WHAT THE TASK REQUIRES:
Across the following data, how many lines include the string "voltage"? Reply with the number and nothing more.

(Dataset entries)
········
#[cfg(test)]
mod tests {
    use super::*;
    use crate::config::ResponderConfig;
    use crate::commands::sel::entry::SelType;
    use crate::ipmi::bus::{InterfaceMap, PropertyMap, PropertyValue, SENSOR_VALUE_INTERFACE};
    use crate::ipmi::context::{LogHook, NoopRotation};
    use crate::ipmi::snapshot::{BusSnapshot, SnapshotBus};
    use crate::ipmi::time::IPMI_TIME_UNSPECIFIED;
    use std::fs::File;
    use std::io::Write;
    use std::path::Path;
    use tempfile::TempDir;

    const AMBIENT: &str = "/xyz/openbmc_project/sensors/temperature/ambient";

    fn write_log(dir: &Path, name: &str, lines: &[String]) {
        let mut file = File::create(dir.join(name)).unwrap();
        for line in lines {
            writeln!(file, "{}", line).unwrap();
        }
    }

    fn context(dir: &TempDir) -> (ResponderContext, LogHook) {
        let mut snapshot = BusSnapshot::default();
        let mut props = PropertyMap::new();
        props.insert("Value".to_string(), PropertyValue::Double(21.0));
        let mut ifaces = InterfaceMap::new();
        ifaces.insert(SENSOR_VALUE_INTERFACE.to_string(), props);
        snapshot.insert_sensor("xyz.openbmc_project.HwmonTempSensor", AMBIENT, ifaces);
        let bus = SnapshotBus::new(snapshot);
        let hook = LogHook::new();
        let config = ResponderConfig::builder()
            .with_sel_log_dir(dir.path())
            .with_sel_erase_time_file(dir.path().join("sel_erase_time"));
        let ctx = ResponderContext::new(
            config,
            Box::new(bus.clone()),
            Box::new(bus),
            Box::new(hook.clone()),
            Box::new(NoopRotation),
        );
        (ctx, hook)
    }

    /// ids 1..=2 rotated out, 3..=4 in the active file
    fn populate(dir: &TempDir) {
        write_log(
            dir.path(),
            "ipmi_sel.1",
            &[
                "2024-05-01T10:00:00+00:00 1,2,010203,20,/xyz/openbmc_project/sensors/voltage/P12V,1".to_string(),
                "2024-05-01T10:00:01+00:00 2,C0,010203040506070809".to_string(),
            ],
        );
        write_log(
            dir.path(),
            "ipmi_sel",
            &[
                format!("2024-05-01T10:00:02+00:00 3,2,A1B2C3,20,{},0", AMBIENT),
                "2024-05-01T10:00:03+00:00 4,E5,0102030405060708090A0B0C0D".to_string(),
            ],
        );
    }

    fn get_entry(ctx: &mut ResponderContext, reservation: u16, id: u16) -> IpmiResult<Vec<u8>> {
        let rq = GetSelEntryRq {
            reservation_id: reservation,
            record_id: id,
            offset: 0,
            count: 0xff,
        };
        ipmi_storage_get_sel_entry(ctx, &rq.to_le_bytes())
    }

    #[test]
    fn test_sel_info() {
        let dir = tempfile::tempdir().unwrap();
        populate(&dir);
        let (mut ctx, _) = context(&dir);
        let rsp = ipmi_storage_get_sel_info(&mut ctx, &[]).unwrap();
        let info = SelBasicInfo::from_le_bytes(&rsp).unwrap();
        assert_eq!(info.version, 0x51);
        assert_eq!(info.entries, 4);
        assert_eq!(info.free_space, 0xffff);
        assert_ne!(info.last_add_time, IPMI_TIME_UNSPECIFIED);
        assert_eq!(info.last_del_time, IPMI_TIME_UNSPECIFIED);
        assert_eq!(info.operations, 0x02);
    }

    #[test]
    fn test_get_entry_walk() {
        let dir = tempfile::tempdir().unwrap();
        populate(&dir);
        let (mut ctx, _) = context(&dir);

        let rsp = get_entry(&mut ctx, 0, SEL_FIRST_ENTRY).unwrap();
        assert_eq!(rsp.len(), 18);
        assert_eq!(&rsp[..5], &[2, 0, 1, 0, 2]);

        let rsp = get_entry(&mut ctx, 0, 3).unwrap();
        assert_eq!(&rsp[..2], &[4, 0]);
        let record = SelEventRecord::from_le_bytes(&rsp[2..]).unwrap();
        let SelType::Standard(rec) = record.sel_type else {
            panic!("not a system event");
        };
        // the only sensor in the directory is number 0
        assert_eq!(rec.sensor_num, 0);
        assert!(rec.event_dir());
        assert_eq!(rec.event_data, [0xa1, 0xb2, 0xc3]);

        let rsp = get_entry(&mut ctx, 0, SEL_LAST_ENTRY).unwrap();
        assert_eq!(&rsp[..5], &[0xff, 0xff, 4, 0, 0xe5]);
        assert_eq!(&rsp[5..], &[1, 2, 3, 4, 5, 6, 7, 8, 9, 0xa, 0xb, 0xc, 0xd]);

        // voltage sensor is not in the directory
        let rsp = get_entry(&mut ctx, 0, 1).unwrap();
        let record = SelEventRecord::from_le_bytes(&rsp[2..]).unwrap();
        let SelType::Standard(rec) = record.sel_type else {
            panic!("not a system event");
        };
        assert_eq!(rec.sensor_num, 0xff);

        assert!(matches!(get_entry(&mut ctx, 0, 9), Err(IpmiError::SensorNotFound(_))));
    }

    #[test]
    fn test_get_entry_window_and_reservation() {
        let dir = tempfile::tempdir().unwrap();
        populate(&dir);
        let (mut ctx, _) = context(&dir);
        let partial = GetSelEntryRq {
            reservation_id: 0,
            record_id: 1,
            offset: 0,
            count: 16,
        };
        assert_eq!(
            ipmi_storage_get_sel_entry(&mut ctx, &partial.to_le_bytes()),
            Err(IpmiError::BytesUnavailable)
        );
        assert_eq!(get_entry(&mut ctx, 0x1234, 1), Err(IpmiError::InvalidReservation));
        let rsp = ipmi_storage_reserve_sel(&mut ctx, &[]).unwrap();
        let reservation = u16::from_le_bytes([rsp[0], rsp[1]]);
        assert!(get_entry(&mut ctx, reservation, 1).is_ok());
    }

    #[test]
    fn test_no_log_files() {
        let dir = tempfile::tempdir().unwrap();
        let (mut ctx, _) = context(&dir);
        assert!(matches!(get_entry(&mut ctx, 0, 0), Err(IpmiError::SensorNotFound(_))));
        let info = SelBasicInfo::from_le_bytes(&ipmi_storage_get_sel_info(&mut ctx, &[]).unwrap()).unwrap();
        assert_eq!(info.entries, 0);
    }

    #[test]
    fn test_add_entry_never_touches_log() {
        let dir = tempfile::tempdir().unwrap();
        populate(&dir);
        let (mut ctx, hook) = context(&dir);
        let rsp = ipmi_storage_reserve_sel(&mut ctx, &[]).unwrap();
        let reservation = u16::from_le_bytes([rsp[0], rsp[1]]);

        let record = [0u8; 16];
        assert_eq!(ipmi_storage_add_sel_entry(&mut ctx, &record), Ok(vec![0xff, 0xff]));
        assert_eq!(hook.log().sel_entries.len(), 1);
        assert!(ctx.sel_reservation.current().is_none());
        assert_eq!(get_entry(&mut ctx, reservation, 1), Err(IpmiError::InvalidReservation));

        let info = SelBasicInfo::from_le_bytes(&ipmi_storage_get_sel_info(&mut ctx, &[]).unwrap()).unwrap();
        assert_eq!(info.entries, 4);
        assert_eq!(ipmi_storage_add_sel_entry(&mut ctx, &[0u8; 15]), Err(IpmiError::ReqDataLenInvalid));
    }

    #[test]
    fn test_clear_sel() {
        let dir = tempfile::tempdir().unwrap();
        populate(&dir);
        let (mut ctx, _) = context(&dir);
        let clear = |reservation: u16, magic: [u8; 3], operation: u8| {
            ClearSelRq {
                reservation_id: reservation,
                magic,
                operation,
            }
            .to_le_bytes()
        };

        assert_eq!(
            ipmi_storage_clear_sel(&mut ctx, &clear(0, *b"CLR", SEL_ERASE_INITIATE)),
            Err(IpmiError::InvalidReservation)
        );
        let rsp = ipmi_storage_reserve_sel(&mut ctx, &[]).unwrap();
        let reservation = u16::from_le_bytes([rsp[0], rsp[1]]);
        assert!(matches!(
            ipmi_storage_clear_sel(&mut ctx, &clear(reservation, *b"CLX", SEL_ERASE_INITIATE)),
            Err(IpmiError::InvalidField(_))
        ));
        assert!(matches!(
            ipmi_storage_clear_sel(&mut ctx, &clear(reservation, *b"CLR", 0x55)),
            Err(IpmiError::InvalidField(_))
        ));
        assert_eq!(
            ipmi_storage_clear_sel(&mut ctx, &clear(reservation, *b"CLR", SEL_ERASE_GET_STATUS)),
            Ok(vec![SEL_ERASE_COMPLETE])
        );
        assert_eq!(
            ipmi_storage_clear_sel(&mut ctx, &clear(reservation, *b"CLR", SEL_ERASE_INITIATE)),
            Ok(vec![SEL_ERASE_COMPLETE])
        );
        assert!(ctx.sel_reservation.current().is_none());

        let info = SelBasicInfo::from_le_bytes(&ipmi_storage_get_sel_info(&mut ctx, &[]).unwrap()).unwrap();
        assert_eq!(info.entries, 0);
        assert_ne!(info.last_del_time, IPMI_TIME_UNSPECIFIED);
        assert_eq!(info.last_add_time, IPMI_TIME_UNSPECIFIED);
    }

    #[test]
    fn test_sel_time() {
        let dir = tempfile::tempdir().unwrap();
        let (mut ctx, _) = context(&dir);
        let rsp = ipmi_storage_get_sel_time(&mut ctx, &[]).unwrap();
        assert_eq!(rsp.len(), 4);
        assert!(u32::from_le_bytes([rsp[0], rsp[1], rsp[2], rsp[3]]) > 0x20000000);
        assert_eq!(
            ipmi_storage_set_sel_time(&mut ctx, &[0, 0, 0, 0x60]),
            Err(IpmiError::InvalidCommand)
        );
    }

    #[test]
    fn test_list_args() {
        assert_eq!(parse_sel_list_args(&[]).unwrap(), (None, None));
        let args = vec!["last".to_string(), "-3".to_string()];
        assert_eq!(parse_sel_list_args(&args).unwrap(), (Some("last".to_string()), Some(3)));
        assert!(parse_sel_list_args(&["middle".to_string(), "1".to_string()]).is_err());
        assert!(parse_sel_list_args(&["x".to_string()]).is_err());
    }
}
········
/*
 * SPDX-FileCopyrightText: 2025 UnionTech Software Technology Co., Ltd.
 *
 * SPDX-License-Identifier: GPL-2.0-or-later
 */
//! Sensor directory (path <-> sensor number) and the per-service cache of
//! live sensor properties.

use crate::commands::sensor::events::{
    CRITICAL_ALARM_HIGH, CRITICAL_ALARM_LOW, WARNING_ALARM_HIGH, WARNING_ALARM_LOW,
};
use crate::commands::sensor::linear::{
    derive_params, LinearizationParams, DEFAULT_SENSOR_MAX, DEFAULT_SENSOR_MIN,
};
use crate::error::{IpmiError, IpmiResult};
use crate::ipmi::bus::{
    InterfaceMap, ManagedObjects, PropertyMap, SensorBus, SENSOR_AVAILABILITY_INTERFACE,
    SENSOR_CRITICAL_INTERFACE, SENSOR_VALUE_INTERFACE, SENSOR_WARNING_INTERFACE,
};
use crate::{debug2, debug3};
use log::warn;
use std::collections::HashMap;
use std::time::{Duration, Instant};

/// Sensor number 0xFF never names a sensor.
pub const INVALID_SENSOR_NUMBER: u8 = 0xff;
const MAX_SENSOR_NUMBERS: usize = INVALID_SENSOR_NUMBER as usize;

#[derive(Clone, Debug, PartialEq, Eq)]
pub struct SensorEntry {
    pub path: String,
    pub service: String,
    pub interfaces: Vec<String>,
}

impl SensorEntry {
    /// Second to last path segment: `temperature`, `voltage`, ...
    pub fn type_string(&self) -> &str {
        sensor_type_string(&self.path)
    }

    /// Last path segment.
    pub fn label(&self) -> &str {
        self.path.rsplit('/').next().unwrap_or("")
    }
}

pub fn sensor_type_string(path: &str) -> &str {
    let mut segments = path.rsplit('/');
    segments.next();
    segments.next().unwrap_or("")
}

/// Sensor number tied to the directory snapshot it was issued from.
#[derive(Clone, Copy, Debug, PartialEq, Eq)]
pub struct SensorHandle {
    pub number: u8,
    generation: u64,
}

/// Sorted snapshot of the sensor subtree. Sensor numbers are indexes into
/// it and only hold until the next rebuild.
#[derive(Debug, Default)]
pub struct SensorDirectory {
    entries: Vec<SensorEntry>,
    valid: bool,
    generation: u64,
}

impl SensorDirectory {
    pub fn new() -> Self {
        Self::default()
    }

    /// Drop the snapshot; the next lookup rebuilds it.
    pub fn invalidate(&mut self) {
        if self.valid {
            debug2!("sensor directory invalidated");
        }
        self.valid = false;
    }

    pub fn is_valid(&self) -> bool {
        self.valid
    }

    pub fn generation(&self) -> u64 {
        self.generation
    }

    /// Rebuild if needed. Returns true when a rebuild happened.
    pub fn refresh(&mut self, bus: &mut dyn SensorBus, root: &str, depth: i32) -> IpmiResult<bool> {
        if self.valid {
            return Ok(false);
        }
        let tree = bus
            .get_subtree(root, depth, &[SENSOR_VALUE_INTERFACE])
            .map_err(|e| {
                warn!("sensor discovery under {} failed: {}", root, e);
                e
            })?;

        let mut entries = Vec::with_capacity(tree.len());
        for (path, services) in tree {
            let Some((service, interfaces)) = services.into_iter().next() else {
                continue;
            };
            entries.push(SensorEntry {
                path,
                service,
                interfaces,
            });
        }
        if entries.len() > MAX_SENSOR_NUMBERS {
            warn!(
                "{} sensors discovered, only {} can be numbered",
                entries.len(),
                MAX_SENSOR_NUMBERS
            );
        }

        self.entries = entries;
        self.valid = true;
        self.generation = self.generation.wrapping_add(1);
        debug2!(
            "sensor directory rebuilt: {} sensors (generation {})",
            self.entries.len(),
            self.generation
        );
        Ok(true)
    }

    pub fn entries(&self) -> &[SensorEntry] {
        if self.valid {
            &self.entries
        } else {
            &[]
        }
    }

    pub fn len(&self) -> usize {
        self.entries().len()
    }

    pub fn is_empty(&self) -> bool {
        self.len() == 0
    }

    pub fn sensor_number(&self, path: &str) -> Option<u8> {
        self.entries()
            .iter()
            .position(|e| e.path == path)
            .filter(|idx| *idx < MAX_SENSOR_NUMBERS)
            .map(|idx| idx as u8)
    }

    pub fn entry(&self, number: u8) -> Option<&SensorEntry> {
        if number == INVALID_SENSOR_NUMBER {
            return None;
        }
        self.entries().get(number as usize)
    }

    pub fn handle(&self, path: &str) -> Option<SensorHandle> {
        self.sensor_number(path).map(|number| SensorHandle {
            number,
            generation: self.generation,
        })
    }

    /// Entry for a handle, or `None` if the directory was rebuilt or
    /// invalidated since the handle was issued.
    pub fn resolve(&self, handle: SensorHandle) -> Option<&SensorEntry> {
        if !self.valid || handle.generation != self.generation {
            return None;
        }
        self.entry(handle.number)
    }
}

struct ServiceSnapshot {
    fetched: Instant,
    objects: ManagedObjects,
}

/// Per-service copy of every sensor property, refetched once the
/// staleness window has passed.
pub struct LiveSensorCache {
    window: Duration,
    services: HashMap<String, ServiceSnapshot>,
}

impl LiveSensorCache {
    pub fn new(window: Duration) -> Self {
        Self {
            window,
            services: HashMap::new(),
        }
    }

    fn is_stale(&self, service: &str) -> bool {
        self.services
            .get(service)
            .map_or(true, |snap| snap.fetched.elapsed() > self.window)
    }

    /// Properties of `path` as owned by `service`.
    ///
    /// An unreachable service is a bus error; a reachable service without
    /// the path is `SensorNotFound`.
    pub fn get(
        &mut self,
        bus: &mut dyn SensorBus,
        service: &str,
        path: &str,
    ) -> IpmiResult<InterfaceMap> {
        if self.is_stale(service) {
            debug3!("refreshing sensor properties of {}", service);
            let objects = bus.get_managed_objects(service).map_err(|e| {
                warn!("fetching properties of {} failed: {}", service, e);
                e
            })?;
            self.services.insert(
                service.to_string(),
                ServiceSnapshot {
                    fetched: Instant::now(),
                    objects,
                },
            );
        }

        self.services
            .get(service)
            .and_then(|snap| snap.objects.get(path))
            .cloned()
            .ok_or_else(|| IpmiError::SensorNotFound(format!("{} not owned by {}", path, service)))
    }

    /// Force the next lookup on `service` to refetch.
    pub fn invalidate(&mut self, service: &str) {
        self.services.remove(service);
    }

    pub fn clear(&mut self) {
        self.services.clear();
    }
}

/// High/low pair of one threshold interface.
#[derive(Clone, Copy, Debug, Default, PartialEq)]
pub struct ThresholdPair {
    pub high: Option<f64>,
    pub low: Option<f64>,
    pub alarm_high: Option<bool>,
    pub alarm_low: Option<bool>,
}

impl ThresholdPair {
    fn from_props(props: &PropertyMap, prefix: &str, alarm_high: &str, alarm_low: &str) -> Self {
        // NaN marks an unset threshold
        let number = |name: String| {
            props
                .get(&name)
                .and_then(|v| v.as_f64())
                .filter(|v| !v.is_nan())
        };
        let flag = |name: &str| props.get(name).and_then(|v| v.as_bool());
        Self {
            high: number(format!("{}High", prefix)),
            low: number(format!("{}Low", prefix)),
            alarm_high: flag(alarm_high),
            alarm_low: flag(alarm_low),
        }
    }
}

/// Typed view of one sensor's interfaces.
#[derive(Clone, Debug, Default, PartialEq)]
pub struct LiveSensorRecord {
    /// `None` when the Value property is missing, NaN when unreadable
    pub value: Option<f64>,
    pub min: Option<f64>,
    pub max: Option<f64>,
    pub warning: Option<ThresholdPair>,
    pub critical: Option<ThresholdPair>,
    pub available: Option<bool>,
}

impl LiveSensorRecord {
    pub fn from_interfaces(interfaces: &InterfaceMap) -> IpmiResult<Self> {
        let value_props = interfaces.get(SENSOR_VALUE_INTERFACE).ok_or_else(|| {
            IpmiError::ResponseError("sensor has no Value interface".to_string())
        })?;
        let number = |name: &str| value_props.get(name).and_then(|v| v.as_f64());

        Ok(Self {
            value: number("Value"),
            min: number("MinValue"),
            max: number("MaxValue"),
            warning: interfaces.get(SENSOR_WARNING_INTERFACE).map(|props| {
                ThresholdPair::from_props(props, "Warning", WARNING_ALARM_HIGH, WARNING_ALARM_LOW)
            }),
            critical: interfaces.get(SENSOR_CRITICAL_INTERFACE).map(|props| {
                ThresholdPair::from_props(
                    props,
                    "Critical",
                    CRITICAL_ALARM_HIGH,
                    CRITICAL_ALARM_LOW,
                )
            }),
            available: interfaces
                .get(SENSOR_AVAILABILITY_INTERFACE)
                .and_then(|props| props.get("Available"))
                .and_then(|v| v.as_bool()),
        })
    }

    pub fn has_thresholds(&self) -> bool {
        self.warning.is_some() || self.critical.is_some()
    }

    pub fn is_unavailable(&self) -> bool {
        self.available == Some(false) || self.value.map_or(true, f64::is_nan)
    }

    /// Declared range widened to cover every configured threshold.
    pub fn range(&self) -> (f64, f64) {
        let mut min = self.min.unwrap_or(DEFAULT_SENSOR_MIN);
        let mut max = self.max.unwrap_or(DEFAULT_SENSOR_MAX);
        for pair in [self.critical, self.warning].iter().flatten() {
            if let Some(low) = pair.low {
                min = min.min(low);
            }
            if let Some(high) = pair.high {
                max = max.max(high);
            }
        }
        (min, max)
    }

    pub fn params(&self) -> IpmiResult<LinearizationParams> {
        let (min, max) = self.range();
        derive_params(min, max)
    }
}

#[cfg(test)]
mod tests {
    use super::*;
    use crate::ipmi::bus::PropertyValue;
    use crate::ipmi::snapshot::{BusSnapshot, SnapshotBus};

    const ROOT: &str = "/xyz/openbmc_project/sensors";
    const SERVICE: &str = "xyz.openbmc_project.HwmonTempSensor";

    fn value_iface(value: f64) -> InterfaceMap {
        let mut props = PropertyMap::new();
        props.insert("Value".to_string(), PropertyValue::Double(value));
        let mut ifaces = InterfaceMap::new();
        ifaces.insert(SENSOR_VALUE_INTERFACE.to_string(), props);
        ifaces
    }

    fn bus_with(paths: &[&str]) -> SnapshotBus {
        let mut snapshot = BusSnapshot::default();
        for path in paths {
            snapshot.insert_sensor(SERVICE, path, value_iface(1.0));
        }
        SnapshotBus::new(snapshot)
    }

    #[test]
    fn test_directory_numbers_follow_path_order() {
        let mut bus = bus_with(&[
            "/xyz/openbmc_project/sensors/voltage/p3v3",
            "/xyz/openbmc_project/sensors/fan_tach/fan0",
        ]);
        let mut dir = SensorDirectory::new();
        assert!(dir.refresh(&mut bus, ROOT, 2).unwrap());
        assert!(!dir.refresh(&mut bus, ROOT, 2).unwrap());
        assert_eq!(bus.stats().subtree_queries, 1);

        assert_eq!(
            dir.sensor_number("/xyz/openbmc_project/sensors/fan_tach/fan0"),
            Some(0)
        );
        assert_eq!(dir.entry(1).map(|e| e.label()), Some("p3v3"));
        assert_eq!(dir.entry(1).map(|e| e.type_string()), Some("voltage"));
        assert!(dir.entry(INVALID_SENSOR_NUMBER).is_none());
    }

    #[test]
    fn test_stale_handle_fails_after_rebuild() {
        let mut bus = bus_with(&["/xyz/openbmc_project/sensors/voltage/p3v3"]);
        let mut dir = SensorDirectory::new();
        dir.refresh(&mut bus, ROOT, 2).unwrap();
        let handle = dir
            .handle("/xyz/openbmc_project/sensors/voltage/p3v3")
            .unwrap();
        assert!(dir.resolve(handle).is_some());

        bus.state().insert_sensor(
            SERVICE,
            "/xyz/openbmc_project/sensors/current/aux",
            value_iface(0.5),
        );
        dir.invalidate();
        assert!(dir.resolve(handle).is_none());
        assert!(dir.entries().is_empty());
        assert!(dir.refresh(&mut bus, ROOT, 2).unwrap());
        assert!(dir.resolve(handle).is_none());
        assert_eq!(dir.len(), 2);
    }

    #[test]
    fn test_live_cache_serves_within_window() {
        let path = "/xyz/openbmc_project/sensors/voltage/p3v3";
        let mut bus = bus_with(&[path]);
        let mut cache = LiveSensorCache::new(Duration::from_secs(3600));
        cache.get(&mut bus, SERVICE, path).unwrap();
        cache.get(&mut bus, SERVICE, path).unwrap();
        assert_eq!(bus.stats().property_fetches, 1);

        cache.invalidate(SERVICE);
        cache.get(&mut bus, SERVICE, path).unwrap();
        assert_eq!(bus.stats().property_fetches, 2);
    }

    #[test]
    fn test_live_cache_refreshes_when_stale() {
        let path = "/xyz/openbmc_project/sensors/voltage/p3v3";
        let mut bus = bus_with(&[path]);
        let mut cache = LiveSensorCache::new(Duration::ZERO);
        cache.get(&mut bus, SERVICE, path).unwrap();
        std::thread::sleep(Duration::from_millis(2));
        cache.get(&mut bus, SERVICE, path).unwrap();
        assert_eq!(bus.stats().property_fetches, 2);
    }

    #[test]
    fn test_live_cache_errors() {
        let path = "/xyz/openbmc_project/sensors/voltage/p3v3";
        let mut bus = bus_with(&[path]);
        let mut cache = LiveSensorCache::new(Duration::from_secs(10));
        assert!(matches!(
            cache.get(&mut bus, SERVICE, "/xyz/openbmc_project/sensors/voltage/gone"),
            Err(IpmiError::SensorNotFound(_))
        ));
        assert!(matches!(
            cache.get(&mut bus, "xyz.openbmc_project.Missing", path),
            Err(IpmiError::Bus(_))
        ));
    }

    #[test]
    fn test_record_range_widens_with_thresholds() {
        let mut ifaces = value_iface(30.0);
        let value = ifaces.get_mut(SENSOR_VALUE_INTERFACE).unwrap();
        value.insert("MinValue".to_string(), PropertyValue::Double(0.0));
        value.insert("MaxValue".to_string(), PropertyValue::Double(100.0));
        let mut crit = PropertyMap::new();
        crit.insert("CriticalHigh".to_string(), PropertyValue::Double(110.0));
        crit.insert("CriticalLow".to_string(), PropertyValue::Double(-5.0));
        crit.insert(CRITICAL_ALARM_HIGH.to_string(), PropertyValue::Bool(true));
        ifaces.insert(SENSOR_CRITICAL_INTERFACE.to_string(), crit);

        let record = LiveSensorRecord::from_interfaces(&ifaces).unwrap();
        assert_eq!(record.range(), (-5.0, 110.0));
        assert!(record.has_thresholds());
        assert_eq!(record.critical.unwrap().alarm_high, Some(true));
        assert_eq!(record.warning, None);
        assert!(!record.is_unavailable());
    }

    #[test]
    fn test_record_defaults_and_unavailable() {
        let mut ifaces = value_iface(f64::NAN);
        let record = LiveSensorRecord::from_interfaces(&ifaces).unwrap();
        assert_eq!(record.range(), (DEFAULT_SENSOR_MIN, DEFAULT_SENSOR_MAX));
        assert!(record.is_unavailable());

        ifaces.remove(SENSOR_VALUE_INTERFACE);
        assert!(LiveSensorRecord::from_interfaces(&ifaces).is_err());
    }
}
········
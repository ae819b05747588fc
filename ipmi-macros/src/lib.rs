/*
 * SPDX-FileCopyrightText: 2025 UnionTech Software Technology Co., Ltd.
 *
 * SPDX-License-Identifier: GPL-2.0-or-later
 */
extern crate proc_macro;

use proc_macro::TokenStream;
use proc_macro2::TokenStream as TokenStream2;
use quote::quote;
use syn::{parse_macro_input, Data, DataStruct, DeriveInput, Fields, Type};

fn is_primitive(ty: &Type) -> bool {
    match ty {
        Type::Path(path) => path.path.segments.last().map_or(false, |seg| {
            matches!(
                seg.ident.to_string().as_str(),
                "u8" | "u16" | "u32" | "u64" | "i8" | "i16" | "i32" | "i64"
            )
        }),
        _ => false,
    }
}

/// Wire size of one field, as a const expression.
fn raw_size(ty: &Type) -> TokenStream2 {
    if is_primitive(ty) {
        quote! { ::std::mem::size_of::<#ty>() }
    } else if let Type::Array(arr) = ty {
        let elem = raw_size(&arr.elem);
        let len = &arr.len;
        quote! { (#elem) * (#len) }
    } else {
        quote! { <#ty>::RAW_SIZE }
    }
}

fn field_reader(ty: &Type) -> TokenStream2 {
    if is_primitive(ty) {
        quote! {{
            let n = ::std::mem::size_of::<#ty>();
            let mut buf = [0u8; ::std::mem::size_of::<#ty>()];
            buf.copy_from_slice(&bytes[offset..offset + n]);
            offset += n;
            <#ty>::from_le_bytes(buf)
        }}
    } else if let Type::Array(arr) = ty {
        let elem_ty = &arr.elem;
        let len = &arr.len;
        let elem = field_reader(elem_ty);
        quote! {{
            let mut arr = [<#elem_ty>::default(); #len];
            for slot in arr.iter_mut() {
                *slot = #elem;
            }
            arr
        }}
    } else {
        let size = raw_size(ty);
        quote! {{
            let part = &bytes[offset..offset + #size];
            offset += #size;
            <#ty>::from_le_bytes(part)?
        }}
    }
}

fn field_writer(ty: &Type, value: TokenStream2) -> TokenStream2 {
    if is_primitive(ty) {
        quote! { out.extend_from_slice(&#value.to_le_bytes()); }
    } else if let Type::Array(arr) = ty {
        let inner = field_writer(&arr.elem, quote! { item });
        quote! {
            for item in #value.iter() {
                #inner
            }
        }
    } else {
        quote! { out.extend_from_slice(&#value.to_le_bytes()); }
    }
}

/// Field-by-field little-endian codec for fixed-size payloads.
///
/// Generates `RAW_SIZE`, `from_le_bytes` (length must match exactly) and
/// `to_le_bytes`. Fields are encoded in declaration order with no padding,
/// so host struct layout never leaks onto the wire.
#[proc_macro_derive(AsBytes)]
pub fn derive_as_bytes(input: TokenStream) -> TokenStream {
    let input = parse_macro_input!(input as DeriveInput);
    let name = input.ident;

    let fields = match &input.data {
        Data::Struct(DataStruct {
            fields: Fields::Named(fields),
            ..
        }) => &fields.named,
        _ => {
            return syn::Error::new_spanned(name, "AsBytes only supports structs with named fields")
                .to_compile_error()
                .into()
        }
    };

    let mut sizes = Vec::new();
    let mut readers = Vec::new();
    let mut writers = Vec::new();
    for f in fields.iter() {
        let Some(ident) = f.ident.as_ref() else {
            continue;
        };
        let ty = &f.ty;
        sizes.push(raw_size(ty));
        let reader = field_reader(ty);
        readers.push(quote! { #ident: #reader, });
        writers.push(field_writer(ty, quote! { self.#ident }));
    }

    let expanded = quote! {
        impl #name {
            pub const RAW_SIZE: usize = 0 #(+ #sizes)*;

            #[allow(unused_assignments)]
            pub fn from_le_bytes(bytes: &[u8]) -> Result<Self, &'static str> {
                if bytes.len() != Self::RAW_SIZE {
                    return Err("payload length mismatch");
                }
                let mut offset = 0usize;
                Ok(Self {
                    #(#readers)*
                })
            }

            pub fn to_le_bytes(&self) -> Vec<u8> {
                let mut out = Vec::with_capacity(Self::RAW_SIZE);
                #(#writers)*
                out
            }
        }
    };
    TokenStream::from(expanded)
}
········
WORKED SOLUTION:
11